#### The data
*** Begin section ***

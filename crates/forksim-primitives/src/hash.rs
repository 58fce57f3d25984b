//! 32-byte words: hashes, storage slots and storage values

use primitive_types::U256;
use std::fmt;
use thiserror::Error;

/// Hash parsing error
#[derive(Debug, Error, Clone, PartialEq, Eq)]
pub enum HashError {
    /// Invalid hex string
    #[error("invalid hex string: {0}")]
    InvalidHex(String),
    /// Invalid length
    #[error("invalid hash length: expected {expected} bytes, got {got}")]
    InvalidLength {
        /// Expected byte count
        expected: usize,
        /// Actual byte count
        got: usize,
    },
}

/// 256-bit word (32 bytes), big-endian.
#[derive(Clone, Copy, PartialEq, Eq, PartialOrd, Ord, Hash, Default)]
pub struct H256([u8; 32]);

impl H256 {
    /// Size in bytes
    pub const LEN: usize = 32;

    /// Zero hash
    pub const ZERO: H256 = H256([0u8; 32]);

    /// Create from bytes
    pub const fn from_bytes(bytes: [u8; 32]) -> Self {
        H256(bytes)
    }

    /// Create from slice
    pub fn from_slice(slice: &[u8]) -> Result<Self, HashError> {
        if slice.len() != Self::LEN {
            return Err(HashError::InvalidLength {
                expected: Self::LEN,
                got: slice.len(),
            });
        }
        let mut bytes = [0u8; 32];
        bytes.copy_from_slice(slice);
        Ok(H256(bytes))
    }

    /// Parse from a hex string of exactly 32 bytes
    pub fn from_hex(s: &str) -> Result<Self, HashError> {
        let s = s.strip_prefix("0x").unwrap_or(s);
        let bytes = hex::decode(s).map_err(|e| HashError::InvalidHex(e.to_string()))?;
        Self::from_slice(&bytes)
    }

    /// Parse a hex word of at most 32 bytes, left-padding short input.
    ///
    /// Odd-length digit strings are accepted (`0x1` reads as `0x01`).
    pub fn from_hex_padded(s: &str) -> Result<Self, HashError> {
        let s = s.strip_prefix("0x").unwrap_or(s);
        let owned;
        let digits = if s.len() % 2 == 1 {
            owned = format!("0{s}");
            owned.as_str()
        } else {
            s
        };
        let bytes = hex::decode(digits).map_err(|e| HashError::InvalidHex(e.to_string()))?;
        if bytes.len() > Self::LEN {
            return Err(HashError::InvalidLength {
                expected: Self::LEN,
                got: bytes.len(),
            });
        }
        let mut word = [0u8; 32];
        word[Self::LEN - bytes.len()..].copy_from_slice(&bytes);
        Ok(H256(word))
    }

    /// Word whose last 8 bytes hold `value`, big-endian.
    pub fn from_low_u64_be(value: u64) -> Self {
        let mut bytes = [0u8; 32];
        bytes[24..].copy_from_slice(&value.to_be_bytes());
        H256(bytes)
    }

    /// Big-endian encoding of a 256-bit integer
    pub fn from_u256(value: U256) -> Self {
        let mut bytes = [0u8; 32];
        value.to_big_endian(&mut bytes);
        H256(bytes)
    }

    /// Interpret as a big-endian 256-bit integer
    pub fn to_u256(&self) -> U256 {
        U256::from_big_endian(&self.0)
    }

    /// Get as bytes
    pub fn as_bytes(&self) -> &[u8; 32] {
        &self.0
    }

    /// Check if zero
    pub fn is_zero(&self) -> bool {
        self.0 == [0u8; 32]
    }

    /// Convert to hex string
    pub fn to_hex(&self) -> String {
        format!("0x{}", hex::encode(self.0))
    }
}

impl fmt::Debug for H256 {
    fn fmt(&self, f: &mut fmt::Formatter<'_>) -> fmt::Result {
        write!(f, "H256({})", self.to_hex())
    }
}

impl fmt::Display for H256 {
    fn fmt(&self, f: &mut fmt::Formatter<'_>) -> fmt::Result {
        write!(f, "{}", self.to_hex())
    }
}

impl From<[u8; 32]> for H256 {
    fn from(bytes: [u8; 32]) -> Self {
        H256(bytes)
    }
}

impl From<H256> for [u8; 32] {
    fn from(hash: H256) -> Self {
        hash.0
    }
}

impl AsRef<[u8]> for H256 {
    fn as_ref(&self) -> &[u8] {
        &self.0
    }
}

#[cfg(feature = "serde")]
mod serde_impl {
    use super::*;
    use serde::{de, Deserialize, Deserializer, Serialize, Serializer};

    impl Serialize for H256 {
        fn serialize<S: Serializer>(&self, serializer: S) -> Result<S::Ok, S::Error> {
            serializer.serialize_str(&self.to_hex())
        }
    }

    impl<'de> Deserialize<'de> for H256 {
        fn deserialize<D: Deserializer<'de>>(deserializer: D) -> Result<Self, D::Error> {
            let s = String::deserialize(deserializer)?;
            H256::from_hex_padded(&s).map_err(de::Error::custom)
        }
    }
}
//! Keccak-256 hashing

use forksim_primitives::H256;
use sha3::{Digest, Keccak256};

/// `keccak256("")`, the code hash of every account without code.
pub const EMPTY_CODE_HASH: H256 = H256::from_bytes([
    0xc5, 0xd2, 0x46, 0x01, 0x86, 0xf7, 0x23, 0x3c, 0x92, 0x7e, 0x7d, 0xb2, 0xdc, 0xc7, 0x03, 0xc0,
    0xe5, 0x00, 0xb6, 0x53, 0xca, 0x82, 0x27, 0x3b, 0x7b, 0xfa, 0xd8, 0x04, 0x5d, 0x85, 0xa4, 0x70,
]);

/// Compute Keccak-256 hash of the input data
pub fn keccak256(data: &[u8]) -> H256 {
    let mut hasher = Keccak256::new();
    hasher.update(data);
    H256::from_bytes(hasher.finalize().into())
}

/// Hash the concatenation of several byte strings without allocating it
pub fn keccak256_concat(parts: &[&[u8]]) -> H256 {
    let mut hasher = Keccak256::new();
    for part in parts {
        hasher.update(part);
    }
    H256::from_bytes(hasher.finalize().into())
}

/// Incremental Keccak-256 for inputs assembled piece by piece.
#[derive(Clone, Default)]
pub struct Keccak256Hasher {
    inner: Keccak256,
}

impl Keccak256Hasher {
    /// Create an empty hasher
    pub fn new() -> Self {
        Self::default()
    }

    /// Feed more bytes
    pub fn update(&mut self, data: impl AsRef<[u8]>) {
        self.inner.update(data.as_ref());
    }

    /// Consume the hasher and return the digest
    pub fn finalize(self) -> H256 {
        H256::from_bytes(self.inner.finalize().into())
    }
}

*** End section ***

#### Task to complete
There is a run of lines above from the one with "big-endian 256-bit integer" to the one with "pub fn to_hex(&self)"; print exactly that run, both ends included, and nothing else.

#### Answer space
    /// Interpret as a big-endian 256-bit integer
    pub fn to_u256(&self) -> U256 {
        U256::from_big_endian(&self.0)
    }

    /// Get as bytes
    pub fn as_bytes(&self) -> &[u8; 32] {
        &self.0
    }

    /// Check if zero
    pub fn is_zero(&self) -> bool {
        self.0 == [0u8; 32]
    }

    /// Convert to hex string
    pub fn to_hex(&self) -> String {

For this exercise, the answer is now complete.